* RECORDED INFORMATION
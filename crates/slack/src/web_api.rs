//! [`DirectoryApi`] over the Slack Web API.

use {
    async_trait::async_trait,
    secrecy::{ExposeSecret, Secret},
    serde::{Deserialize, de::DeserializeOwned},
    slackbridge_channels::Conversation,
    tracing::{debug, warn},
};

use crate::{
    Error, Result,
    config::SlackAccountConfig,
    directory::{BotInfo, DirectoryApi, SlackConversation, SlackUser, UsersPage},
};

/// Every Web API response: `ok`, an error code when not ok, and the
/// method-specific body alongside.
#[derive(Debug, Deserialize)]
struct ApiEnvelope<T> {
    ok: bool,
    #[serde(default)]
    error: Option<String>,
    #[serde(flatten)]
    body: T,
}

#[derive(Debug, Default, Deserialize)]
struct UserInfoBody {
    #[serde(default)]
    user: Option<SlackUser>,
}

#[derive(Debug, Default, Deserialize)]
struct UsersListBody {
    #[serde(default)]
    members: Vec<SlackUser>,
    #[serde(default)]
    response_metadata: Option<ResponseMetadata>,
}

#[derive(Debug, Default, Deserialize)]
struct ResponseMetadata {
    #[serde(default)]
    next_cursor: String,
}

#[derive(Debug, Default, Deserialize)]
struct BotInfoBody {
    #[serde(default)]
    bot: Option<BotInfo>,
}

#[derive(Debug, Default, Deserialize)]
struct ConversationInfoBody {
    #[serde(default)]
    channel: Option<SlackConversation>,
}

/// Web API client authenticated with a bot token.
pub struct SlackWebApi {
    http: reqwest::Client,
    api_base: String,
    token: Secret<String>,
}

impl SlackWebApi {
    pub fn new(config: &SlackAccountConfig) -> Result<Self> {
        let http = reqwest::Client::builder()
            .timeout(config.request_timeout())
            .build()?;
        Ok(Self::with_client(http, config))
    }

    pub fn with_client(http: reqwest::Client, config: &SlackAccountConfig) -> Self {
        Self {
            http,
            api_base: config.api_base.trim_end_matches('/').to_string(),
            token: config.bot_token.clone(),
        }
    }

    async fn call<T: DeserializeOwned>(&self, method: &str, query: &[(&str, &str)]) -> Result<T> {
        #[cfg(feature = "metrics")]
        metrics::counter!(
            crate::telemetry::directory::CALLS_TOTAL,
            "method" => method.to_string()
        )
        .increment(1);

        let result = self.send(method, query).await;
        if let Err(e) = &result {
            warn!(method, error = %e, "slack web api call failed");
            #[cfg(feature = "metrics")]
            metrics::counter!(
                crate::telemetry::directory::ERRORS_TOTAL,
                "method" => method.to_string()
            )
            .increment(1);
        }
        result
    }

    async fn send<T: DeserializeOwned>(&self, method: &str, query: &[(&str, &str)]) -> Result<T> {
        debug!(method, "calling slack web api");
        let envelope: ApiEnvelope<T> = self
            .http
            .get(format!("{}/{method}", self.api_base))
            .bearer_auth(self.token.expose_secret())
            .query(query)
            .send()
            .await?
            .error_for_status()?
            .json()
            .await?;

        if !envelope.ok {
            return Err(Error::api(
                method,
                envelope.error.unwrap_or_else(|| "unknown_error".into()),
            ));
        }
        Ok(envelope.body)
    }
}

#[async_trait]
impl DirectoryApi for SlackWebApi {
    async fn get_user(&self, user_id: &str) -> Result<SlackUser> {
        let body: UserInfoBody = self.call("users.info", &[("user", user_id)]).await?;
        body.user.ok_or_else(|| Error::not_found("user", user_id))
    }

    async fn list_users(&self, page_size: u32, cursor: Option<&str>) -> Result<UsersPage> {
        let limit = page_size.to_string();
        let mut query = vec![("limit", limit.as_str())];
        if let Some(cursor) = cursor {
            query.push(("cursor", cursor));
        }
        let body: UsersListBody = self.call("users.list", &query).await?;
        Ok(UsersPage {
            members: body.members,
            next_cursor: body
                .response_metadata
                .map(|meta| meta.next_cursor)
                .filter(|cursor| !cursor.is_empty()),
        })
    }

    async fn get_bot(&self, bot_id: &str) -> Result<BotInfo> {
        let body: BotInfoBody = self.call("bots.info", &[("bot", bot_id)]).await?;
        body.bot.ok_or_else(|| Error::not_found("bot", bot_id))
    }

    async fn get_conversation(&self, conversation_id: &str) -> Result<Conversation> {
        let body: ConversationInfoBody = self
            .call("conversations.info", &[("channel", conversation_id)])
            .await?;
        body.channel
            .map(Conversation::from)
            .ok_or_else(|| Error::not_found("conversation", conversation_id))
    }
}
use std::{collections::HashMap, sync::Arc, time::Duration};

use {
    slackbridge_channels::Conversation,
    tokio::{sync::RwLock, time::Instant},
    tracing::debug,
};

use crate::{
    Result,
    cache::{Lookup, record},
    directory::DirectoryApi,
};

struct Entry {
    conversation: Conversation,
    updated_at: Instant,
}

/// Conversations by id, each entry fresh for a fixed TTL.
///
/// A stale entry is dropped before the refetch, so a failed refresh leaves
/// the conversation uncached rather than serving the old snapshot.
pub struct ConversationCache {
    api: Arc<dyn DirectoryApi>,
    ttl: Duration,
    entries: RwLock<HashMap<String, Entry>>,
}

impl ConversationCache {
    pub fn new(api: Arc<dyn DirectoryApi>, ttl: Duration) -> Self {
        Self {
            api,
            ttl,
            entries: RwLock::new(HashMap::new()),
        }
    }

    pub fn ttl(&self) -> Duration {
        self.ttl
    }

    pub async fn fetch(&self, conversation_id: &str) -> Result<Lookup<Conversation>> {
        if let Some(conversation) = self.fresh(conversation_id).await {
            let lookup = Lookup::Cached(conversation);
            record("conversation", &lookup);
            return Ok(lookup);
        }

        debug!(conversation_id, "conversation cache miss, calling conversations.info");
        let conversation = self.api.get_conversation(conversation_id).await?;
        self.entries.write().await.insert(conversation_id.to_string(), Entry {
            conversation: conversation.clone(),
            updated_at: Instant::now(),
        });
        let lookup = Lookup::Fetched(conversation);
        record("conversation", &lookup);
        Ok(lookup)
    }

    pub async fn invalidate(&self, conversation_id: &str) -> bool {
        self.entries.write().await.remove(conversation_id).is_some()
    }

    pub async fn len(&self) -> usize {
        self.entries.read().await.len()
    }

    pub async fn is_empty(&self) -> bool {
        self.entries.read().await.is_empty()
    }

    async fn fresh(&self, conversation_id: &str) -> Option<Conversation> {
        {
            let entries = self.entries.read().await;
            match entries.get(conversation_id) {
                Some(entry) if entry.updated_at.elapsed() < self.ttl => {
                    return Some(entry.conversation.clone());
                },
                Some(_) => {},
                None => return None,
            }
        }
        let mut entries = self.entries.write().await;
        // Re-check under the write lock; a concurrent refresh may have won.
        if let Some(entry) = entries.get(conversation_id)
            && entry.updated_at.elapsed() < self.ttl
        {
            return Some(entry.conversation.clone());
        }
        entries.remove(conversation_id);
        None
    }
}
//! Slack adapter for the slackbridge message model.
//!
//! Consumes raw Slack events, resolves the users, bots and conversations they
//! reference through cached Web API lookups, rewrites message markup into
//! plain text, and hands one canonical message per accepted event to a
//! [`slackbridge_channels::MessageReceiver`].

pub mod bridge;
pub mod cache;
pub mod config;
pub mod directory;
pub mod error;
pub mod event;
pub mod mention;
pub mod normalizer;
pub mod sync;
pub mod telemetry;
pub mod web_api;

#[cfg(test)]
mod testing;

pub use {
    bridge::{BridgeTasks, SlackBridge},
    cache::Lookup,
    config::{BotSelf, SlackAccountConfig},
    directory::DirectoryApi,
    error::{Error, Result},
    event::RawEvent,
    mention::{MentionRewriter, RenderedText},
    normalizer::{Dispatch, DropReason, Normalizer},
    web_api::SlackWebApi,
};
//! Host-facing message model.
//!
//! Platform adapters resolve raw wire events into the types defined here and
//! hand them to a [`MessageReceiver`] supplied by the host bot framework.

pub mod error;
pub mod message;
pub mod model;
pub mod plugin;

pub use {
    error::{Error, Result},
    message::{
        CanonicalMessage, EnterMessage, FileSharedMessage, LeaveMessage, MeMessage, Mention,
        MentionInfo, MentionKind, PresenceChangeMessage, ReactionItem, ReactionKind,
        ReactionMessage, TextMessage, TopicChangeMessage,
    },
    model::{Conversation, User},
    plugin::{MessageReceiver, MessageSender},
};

* WHAT TO DO
All lines from the beginning of the material above through the one with "ok, and the" need to be returned exactly; please return those and only those.

* SOLUTION
filename crates/slack/src/web_api.rs
//! [`DirectoryApi`] over the Slack Web API.

use {
    async_trait::async_trait,
    secrecy::{ExposeSecret, Secret},
    serde::{Deserialize, de::DeserializeOwned},
    slackbridge_channels::Conversation,
    tracing::{debug, warn},
};

use crate::{
    Error, Result,
    config::SlackAccountConfig,
    directory::{BotInfo, DirectoryApi, SlackConversation, SlackUser, UsersPage},
};

/// Every Web API response: `ok`, an error code when not ok, and the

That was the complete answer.